Start of RECORDS SUPPLIED
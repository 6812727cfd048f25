//! Member API endpoints.
//!
//! CRUD, lookups, free-text search and advanced search over members.

use axum::{
    Json, Router,
    extract::{Path, Query, State},
    http::{StatusCode, header},
    response::IntoResponse,
    routing::{get, post},
};
use std::sync::Arc;
use validator::Validate;

use crate::error::ServiceError;
use crate::search::{MemberCriteria, ResultPage};
use crate::service::{CreateMember, MemberDto, PharmacyService, UpdateMember};
use crate::validation;

use super::{AppState, SearchTermParams};

pub fn routes() -> Router<Arc<AppState>> {
    Router::new()
        .route(
            "/members",
            get(list_members_handler).post(create_member_handler),
        )
        .route(
            "/members/{id}",
            get(get_member_handler)
                .put(update_member_handler)
                .delete(delete_member_handler),
        )
        .route(
            "/members/by-number/{member_number}",
            get(get_member_by_number_handler),
        )
        .route("/members/by-gender/{gender}", get(members_by_gender_handler))
        .route("/members/search", get(search_members_handler))
        .route(
            "/members/advanced-search",
            post(advanced_search_members_handler),
        )
        .route(
            "/members/exists/{member_number}",
            get(member_number_exists_handler),
        )
}

/// List all members
pub async fn list_members_handler(
    State(state): State<Arc<AppState>>,
) -> Result<Json<Vec<MemberDto>>, ServiceError> {
    Ok(Json(state.service.list_members().await?))
}

pub async fn get_member_handler(
    State(state): State<Arc<AppState>>,
    Path(id): Path<i64>,
) -> Result<Json<MemberDto>, ServiceError> {
    Ok(Json(state.service.get_member(id).await?))
}

pub async fn get_member_by_number_handler(
    State(state): State<Arc<AppState>>,
    Path(member_number): Path<String>,
) -> Result<Json<MemberDto>, ServiceError> {
    Ok(Json(state.service.get_member_by_number(&member_number).await?))
}

pub async fn members_by_gender_handler(
    State(state): State<Arc<AppState>>,
    Path(gender): Path<String>,
) -> Result<Json<Vec<MemberDto>>, ServiceError> {
    Ok(Json(state.service.members_by_gender(&gender).await?))
}

/// Free-text search (`?searchTerm=`)
pub async fn search_members_handler(
    State(state): State<Arc<AppState>>,
    Query(params): Query<SearchTermParams>,
) -> Result<Json<Vec<MemberDto>>, ServiceError> {
    Ok(Json(state.service.search_members(&params.search_term).await?))
}

/// Multi-criteria paginated search
pub async fn advanced_search_members_handler(
    State(state): State<Arc<AppState>>,
    Json(criteria): Json<MemberCriteria>,
) -> Result<Json<ResultPage<MemberDto>>, ServiceError> {
    validation::check_member_criteria(
        &criteria,
        state.service.search_config(),
        PharmacyService::today(),
    )?;
    Ok(Json(state.service.advanced_search_members(&criteria).await?))
}

/// Create a member; responds 201 with the stored record
pub async fn create_member_handler(
    State(state): State<Arc<AppState>>,
    Json(request): Json<CreateMember>,
) -> Result<impl IntoResponse, ServiceError> {
    request.validate()?;
    validation::check_member_dob(request.dob, PharmacyService::today())?;

    let member = state.service.create_member(request).await?;
    let location = format!("/api/members/{}", member.id);
    Ok((
        StatusCode::CREATED,
        [(header::LOCATION, location)],
        Json(member),
    ))
}

pub async fn update_member_handler(
    State(state): State<Arc<AppState>>,
    Path(id): Path<i64>,
    Json(request): Json<UpdateMember>,
) -> Result<Json<MemberDto>, ServiceError> {
    request.validate()?;
    validation::check_member_dob(request.dob, PharmacyService::today())?;

    Ok(Json(state.service.update_member(id, request).await?))
}

/// Delete a member; responds 204
pub async fn delete_member_handler(
    State(state): State<Arc<AppState>>,
    Path(id): Path<i64>,
) -> Result<StatusCode, ServiceError> {
    state.service.delete_member(id).await?;
    Ok(StatusCode::NO_CONTENT)
}

pub async fn member_number_exists_handler(
    State(state): State<Arc<AppState>>,
    Path(member_number): Path<String>,
) -> Result<Json<bool>, ServiceError> {
    Ok(Json(state.service.member_number_exists(&member_number).await?))
}
//! Member CRUD operations.
//!
//! Insert, lookup, update and delete for member records, plus the
//! simple lookups (by number, by gender, free-text search).

use rusqlite::{OptionalExtension, params};

use super::models::{Member, NewMember, Record, format_date};
use super::{Database, map_write_error, query_records};
use crate::error::{DatabaseError, ServiceResult};

impl Database {
    /// Insert a new member and return its assigned id
    pub fn insert_member(&self, member: &NewMember) -> ServiceResult<i64> {
        let conn = self.lock()?;

        conn.execute(
            r#"
            INSERT INTO members (member_number, first_name, last_name, dob, gender, address, phone, email)
            VALUES (?1, ?2, ?3, ?4, ?5, ?6, ?7, ?8)
            "#,
            params![
                member.member_number,
                member.first_name,
                member.last_name,
                format_date(member.dob),
                member.gender,
                member.address,
                member.phone,
                member.email,
            ],
        )
        .map_err(|e| {
            map_write_error(e, || {
                format!("Member number '{}' already exists.", member.member_number)
            })
        })?;

        Ok(conn.last_insert_rowid())
    }

    /// Get a member by ID
    pub fn get_member(&self, id: i64) -> ServiceResult<Option<Member>> {
        let conn = self.lock()?;

        conn.query_row(
            &format!("SELECT {} FROM members WHERE id = ?1", Member::COLUMNS),
            params![id],
            Member::from_row,
        )
        .optional()
        .map_err(DatabaseError::Query)
        .map_err(Into::into)
    }

    /// Get a member by member number (exact match)
    pub fn get_member_by_number(&self, member_number: &str) -> ServiceResult<Option<Member>> {
        let conn = self.lock()?;

        conn.query_row(
            &format!(
                "SELECT {} FROM members WHERE member_number = ?1",
                Member::COLUMNS
            ),
            params![member_number],
            Member::from_row,
        )
        .optional()
        .map_err(DatabaseError::Query)
        .map_err(Into::into)
    }

    /// List all members ordered by id
    pub fn list_members(&self) -> ServiceResult<Vec<Member>> {
        let conn = self.lock()?;

        query_records(
            &conn,
            &format!("SELECT {} FROM members ORDER BY id", Member::COLUMNS),
            [],
        )
    }

    /// Members whose gender equals `gender`, ignoring case
    pub fn list_members_by_gender(&self, gender: &str) -> ServiceResult<Vec<Member>> {
        let conn = self.lock()?;

        query_records(
            &conn,
            &format!(
                "SELECT {} FROM members WHERE fold_case(gender) = ?1 ORDER BY id",
                Member::COLUMNS
            ),
            params![gender.to_lowercase()],
        )
    }

    /// Case-insensitive substring search over first name, last name,
    /// member number and email
    pub fn search_members(&self, term: &str) -> ServiceResult<Vec<Member>> {
        let conn = self.lock()?;

        query_records(
            &conn,
            &format!(
                "SELECT {} FROM members \
                 WHERE instr(fold_case(first_name), ?1) > 0 \
                    OR instr(fold_case(last_name), ?1) > 0 \
                    OR instr(fold_case(member_number), ?1) > 0 \
                    OR instr(fold_case(email), ?1) > 0 \
                 ORDER BY id",
                Member::COLUMNS
            ),
            params![term.to_lowercase()],
        )
    }

    /// Check whether a member number is already taken
    pub fn member_number_exists(&self, member_number: &str) -> ServiceResult<bool> {
        let conn = self.lock()?;

        conn.query_row(
            "SELECT EXISTS(SELECT 1 FROM members WHERE member_number = ?1)",
            params![member_number],
            |row| row.get(0),
        )
        .map_err(DatabaseError::Query)
        .map_err(Into::into)
    }

    /// Total number of stored members
    pub fn count_members(&self) -> ServiceResult<u64> {
        let conn = self.lock()?;

        let count: i64 = conn
            .query_row("SELECT COUNT(*) FROM members", [], |row| row.get(0))
            .map_err(DatabaseError::Query)?;

        Ok(count as u64)
    }

    /// Write every mutable column of an existing member. The member number
    /// is immutable and left untouched.
    pub fn update_member(&self, member: &Member) -> ServiceResult<bool> {
        let conn = self.lock()?;

        let rows = conn
            .execute(
                "UPDATE members SET first_name = ?1, last_name = ?2, dob = ?3, gender = ?4, address = ?5, phone = ?6, email = ?7 WHERE id = ?8",
                params![
                    member.first_name,
                    member.last_name,
                    format_date(member.dob),
                    member.gender,
                    member.address,
                    member.phone,
                    member.email,
                    member.id,
                ],
            )
            .map_err(DatabaseError::Query)?;

        Ok(rows > 0)
    }

    /// Delete a member
    pub fn delete_member(&self, id: i64) -> ServiceResult<bool> {
        let conn = self.lock()?;

        let rows = conn
            .execute("DELETE FROM members WHERE id = ?1", params![id])
            .map_err(DatabaseError::Query)?;

        Ok(rows > 0)
    }
}
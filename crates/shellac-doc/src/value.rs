//! Literal values carried by material documents and shader-graph ports.
//!
//! A [`Value`] is the tagged union that flows from document defaults and
//! bindings into graph input ports. Type safety across connections is the
//! graph layer's job; the accessors here fail when a literal is read as
//! the wrong dynamic type.

use glam::{Vec2, Vec3, Vec4};
use std::fmt;
use thiserror::Error;

/// Error when a literal value is read as the wrong dynamic type.
#[derive(Debug, Clone, Error)]
#[error("value type error: expected {expected}, got {got}")]
pub struct ValueTypeError {
    /// The type that was requested.
    pub expected: &'static str,
    /// The type the value actually holds.
    pub got: &'static str,
}

impl ValueTypeError {
    /// Creates a new error for a failed typed read.
    pub fn expected(expected: &'static str, got: &'static str) -> Self {
        Self { expected, got }
    }
}

/// A typed literal value.
#[derive(Debug, Clone, PartialEq)]
#[cfg_attr(feature = "serde", derive(serde::Serialize, serde::Deserialize))]
pub enum Value {
    Bool(bool),
    Int(i32),
    Float(f32),
    Vec2(Vec2),
    Vec3(Vec3),
    Vec4(Vec4),
    /// RGB color, distinct from `Vec3` at the type level.
    Color3(Vec3),
    /// RGBA color, distinct from `Vec4` at the type level.
    Color4(Vec4),
    String(String),
    /// A file path, distinct from `String` at the type level.
    Filename(String),
}

impl Value {
    /// Returns the document type name of this value.
    pub fn type_name(&self) -> &'static str {
        match self {
            Value::Bool(_) => "boolean",
            Value::Int(_) => "integer",
            Value::Float(_) => "float",
            Value::Vec2(_) => "vector2",
            Value::Vec3(_) => "vector3",
            Value::Vec4(_) => "vector4",
            Value::Color3(_) => "color3",
            Value::Color4(_) => "color4",
            Value::String(_) => "string",
            Value::Filename(_) => "filename",
        }
    }

    /// Attempts to extract a bool.
    pub fn as_bool(&self) -> Result<bool, ValueTypeError> {
        match self {
            Value::Bool(v) => Ok(*v),
            other => Err(ValueTypeError::expected("boolean", other.type_name())),
        }
    }

    /// Attempts to extract an integer.
    pub fn as_int(&self) -> Result<i32, ValueTypeError> {
        match self {
            Value::Int(v) => Ok(*v),
            other => Err(ValueTypeError::expected("integer", other.type_name())),
        }
    }

    /// Attempts to extract a float.
    pub fn as_float(&self) -> Result<f32, ValueTypeError> {
        match self {
            Value::Float(v) => Ok(*v),
            other => Err(ValueTypeError::expected("float", other.type_name())),
        }
    }

    /// Attempts to extract a Vec2.
    pub fn as_vec2(&self) -> Result<Vec2, ValueTypeError> {
        match self {
            Value::Vec2(v) => Ok(*v),
            other => Err(ValueTypeError::expected("vector2", other.type_name())),
        }
    }

    /// Attempts to extract a Vec3.
    pub fn as_vec3(&self) -> Result<Vec3, ValueTypeError> {
        match self {
            Value::Vec3(v) => Ok(*v),
            other => Err(ValueTypeError::expected("vector3", other.type_name())),
        }
    }

    /// Attempts to extract a Vec4.
    pub fn as_vec4(&self) -> Result<Vec4, ValueTypeError> {
        match self {
            Value::Vec4(v) => Ok(*v),
            other => Err(ValueTypeError::expected("vector4", other.type_name())),
        }
    }

    /// Attempts to extract an RGB color.
    pub fn as_color3(&self) -> Result<Vec3, ValueTypeError> {
        match self {
            Value::Color3(v) => Ok(*v),
            other => Err(ValueTypeError::expected("color3", other.type_name())),
        }
    }

    /// Attempts to extract an RGBA color.
    pub fn as_color4(&self) -> Result<Vec4, ValueTypeError> {
        match self {
            Value::Color4(v) => Ok(*v),
            other => Err(ValueTypeError::expected("color4", other.type_name())),
        }
    }

    /// Attempts to extract a string.
    pub fn as_string(&self) -> Result<&str, ValueTypeError> {
        match self {
            Value::String(v) => Ok(v),
            other => Err(ValueTypeError::expected("string", other.type_name())),
        }
    }

    /// Attempts to extract a file path.
    pub fn as_filename(&self) -> Result<&str, ValueTypeError> {
        match self {
            Value::Filename(v) => Ok(v),
            other => Err(ValueTypeError::expected("filename", other.type_name())),
        }
    }
}

impl fmt::Display for Value {
    fn fmt(&self, f: &mut fmt::Formatter<'_>) -> fmt::Result {
        match self {
            Value::Bool(v) => write!(f, "{v}"),
            Value::Int(v) => write!(f, "{v}"),
            Value::Float(v) => write!(f, "{v}"),
            Value::Vec2(v) => write!(f, "{}, {}", v.x, v.y),
            Value::Vec3(v) | Value::Color3(v) => write!(f, "{}, {}, {}", v.x, v.y, v.z),
            Value::Vec4(v) | Value::Color4(v) => {
                write!(f, "{}, {}, {}, {}", v.x, v.y, v.z, v.w)
            }
            Value::String(v) | Value::Filename(v) => write!(f, "{v}"),
        }
    }
}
End of RECORDS SUPPLIED
EXERCISE INSTRUCTIONS ▸ Starting at the top of the listing above, repeat every line exactly until the line that contains "use crate::error::ServiceError;" has been repeated too.

ANSWER ▸
repository 6812727cfd048f25
//! Member API endpoints.
//!
//! CRUD, lookups, free-text search and advanced search over members.

use axum::{
    Json, Router,
    extract::{Path, Query, State},
    http::{StatusCode, header},
    response::IntoResponse,
    routing::{get, post},
};
use std::sync::Arc;
use validator::Validate;

use crate::error::ServiceError;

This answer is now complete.